Accurate Medicine: Indirect Targeting of NPM1-Mutated AML

Progress in the development of effective novel therapeutics for treatment of acute myeloid leukemia (AML) has been generally disappointing, and clinical outcomes remain generally suboptimal. The notable exception to this trend is the remarkable advances seen in acute promyelocytic leukemia (APL), with remission and long-term survival rates improving from less than 15% to greater than 90% over the past 50 years (1). These improvements occurred following the recognition of APL as a clinical entity distinct from other forms of AML, with different underlying biology and hence potential unique therapeutic sensitivities. Although mechanistic understanding of successful targeted therapy in APL occurred after clinical success, it did provide a template for how improved disease definition into subgroups based on underlying etiology rather than phenotype may provide opportunities for targeted intervention. It is now clear that APL is not a special case, and that earlier morphology and cytogenetic-based classifications did not adequately reflect the diverse genetic etiology of the broad class of myeloid malignancies labeled as AML.

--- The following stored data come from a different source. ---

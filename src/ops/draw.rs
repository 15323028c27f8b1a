// ============================================================================
// DRAWING — brush stamps and strokes recorded into the edit history
// ============================================================================

use crate::canvas::{Color, PixelBuffer};
use crate::components::history::{HistoryManager, PixelChange};
use crate::ops::brush::{self, BrushShape, MAX_KERNEL_SIZE, MAX_SPAN_SIZE, Offset, Span};
use crate::ops::path::Point;

/// Tip and ink used for one stamp or stroke. `color: None` erases.
#[derive(Clone, Copy, Debug, PartialEq)]
pub struct Brush {
    pub size: u32,
    pub shape: BrushShape,
    pub color: Color,
}

impl Brush {
    pub fn new(size: u32, shape: BrushShape, color: Color) -> Self {
        Self { size, shape, color }
    }

    pub fn eraser(size: u32, shape: BrushShape) -> Self {
        Self { size, shape, color: None }
    }

    pub fn is_eraser(&self) -> bool {
        self.color.is_none()
    }

    fn history_label(&self) -> &'static str {
        if self.is_eraser() { "Eraser" } else { "Brush" }
    }
}

/// Precomputed coverage for a brush: explicit offsets for small tips,
/// row spans for large ones.
enum Footprint {
    Kernel(Vec<Offset>),
    Spans(Vec<Span>),
}

impl Footprint {
    fn of(brush: &Brush) -> Self {
        if brush.size <= MAX_KERNEL_SIZE {
            Footprint::Kernel(brush::get_kernel(brush.size, brush.shape))
        } else {
            Footprint::Spans(brush::get_spans(brush.size, brush.shape))
        }
    }

    /// Write `color` under the footprint centred at `(cx, cy)`; returns the
    /// number of pixels that actually changed.
    fn apply(
        &self,
        canvas: &mut PixelBuffer,
        history: &mut HistoryManager,
        (cx, cy): (i32, i32),
        color: Color,
    ) -> usize {
        let mut changed = 0;
        match self {
            Footprint::Kernel(offsets) => {
                for o in offsets {
                    if let Some(index) = canvas.index_at(cx.saturating_add(o.x), cy.saturating_add(o.y))
                        && write_pixel(canvas, history, index, color)
                    {
                        changed += 1;
                    }
                }
            }
            Footprint::Spans(spans) => {
                let max_x = canvas.width() as i64 - 1;
                for span in spans {
                    let y = cy.saturating_add(span.y);
                    let x1 = (cx as i64 + span.x1 as i64).max(0);
                    let x2 = (cx as i64 + span.x2 as i64).min(max_x);
                    for x in x1..=x2 {
                        if let Some(index) = canvas.index_at(x as i32, y)
                            && write_pixel(canvas, history, index, color)
                        {
                            changed += 1;
                        }
                    }
                }
            }
        }
        changed
    }
}

/// Set one pixel and record the diff. Writes that would not change the
/// pixel are skipped and leave no history.
fn write_pixel(canvas: &mut PixelBuffer, history: &mut HistoryManager, index: usize, color: Color) -> bool {
    let old = canvas.pixel(index);
    if old == color {
        return false;
    }
    if canvas.set_pixel(index, color).is_none() {
        return false;
    }
    history.push(PixelChange::new(index, old, color).into());
    true
}

/// Integer points of the Bresenham line from `a` to `b`, both ends included.
pub fn line_points(a: (i32, i32), b: (i32, i32)) -> Vec<(i32, i32)> {
    let (mut x, mut y) = (a.0 as i64, a.1 as i64);
    let (x1, y1) = (b.0 as i64, b.1 as i64);
    let dx = (x1 - x).abs();
    let dy = -(y1 - y).abs();
    let sx = if x < x1 { 1 } else { -1 };
    let sy = if y < y1 { 1 } else { -1 };
    let mut err = dx + dy;

    let mut out = Vec::with_capacity((dx.max(-dy) + 1) as usize);
    loop {
        out.push((x as i32, y as i32));
        if x == x1 && y == y1 {
            break;
        }
        let e2 = 2 * err;
        if e2 >= dy {
            err += dy;
            x += sx;
        }
        if e2 <= dx {
            err += dx;
            y += sy;
        }
    }
    out
}

/// Cut the segment `a`..`b` to the canvas grown by the brush reach
/// (Liang-Barsky). `None` when nothing of it can touch the canvas.
/// Endpoints already inside are returned unchanged.
fn clip_segment(
    canvas: &PixelBuffer,
    brush: &Brush,
    a: (i32, i32),
    b: (i32, i32),
) -> Option<((i32, i32), (i32, i32))> {
    let reach = brush.size.clamp(1, MAX_SPAN_SIZE) as f64;
    let (min_x, min_y) = (-reach, -reach);
    let max_x = canvas.width() as f64 - 1.0 + reach;
    let max_y = canvas.height() as f64 - 1.0 + reach;

    let (ax, ay) = (a.0 as f64, a.1 as f64);
    let (dx, dy) = (b.0 as f64 - ax, b.1 as f64 - ay);
    let (mut t0, mut t1) = (0.0f64, 1.0f64);
    for (p, q) in [(-dx, ax - min_x), (dx, max_x - ax), (-dy, ay - min_y), (dy, max_y - ay)] {
        if p == 0.0 {
            if q < 0.0 {
                return None;
            }
            continue;
        }
        let r = q / p;
        if p < 0.0 {
            if r > t1 {
                return None;
            }
            t0 = t0.max(r);
        } else {
            if r < t0 {
                return None;
            }
            t1 = t1.min(r);
        }
    }

    let at = |t: f64| ((ax + t * dx).round() as i32, (ay + t * dy).round() as i32);
    let start = if t0 > 0.0 { at(t0) } else { a };
    let end = if t1 < 1.0 { at(t1) } else { b };
    Some((start, end))
}

fn to_pixel(p: Point) -> (i32, i32) {
    (p.x.round() as i32, p.y.round() as i32)
}

/// Stamp the brush once at `center` as a single undo step.
pub fn stamp(
    canvas: &mut PixelBuffer,
    history: &mut HistoryManager,
    center: (i32, i32),
    brush: &Brush,
) -> usize {
    history.begin_batch_labeled(brush.history_label());
    let changed = Footprint::of(brush).apply(canvas, history, center, brush.color);
    history.end_batch();
    changed
}

/// Stamp the brush along the straight line `from`..`to` as a single undo step.
pub fn draw_line(
    canvas: &mut PixelBuffer,
    history: &mut HistoryManager,
    from: (i32, i32),
    to: (i32, i32),
    brush: &Brush,
) -> usize {
    let Some((from, to)) = clip_segment(canvas, brush, from, to) else {
        return 0;
    };
    let footprint = Footprint::of(brush);
    history.begin_batch_labeled(brush.history_label());
    let changed = line_points(from, to)
        .into_iter()
        .map(|p| footprint.apply(canvas, history, p, brush.color))
        .sum();
    history.end_batch();
    changed
}

/// Rasterize a pointer trajectory: points are rounded to pixels, joined by
/// straight lines, and every touched pixel lands in one history batch.
pub fn draw_stroke(
    canvas: &mut PixelBuffer,
    history: &mut HistoryManager,
    points: &[Point],
    brush: &Brush,
) -> usize {
    let Some(&first) = points.first() else {
        return 0;
    };
    let footprint = Footprint::of(brush);

    history.begin_batch_labeled(brush.history_label());
    let mut changed = footprint.apply(canvas, history, to_pixel(first), brush.color);
    for pair in points.windows(2) {
        let (a, b) = (to_pixel(pair[0]), to_pixel(pair[1]));
        let Some((start, end)) = clip_segment(canvas, brush, a, b) else {
            continue;
        };
        // an unclipped start pixel was stamped by the previous segment
        let skip = usize::from(start == a);
        for p in line_points(start, end).into_iter().skip(skip) {
            changed += footprint.apply(canvas, history, p, brush.color);
        }
    }
    history.end_batch();
    changed
}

Technological advances over the past decade have allowed high-throughput DNA sequencing of thousands of primary AML patient samples (2). This has revealed a catalog of recurrent somatic mutations in fewer than 80 genes or genomic regions, which can be used to segregate patients with AML into one of approximately one dozen subgroups with potentially differing predictive and prognostic significance. In the recently updated World Health Organization diagnostic classification, AML with mutated nucleophosmin (NPM1^mut) is now recognized as a distinct subset, with the presence of this somatic mutation now superseding traditional morphologic descriptors such as multilineage dysplasia (3). NPM1 mutations are found in 25% to 30% of patients with AML, making it the second most common recurrent somatic mutation and the distinguishing feature of the largest genomic subgroup (2).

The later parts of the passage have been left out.